GIVEN RECORDS >>
---+---
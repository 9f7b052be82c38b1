//! Tool: exchange_find. Trace a visible value back to the call that produced it.

use std::sync::Arc;
use tokio::sync::Mutex;

use serde::Deserialize;
use serde_json::{json, Value};

use grabbit::CookieRecord;

use crate::session::{FindKind, FindOutcome, GrabSessionManager};
use crate::types::{McpError, McpResult, ToolCallResult, ToolDefinition};

#[derive(Debug, Deserialize)]
struct FindParams {
    target: String,
    #[serde(default)]
    kind: FindKind,
    #[serde(default)]
    cookies: Vec<CookieRecord>,
    #[serde(default)]
    include_headers: Option<bool>,
    #[serde(default)]
    include_cookies: Option<bool>,
}

pub fn definition() -> ToolDefinition {
    ToolDefinition {
        name: "exchange_find".to_string(),
        description: Some(
            "Find the captured call behind a selected value or image and generate curl, OpenAPI and pipeline artifacts"
                .to_string(),
        ),
        input_schema: json!({
            "type": "object",
            "properties": {
                "target": { "type": "string", "description": "Selected text, or the image URL when kind is image" },
                "kind": { "type": "string", "enum": ["text", "image"], "default": "text" },
                "cookies": {
                    "type": "array",
                    "items": {
                        "type": "object",
                        "properties": { "name": { "type": "string" }, "value": { "type": "string" } },
                        "required": ["name", "value"]
                    }
                },
                "include_headers": { "type": "boolean", "description": "Override the stored setting for this call" },
                "include_cookies": { "type": "boolean", "description": "Override the stored setting for this call" }
            },
            "required": ["target"]
        }),
    }
}

pub async fn execute(
    args: Value,
    session: &Arc<Mutex<GrabSessionManager>>,
) -> McpResult<ToolCallResult> {
    let params: FindParams =
        serde_json::from_value(args).map_err(|e| McpError::InvalidParams(e.to_string()))?;

    let mut session = session.lock().await;
    let mut policy = session.policy();
    if let Some(v) = params.include_headers {
        policy.include_headers = v;
    }
    if let Some(v) = params.include_cookies {
        policy.include_cookies = v;
    }

    match session.find(&params.target, params.kind, policy, &params.cookies)? {
        FindOutcome::Found {
            exchange,
            matched,
            bundle,
            log,
        } => Ok(ToolCallResult::json(&json!({
            "found": true,
            "exchange": exchange,
            "match": matched,
            "artifacts": bundle,
            "log": log,
        }))),
        FindOutcome::NotFound { log } => Ok(ToolCallResult::json_error(&json!({
            "found": false,
            "log": log,
        }))),
    }
}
---+---
WHAT YOU SHOULD DO >> Using the listing above, report each line that mentions the word "artifacts".

TASK SOLUTION >>
            "Find the captured call behind a selected value or image and generate curl, OpenAPI and pipeline artifacts"
            "artifacts": bundle,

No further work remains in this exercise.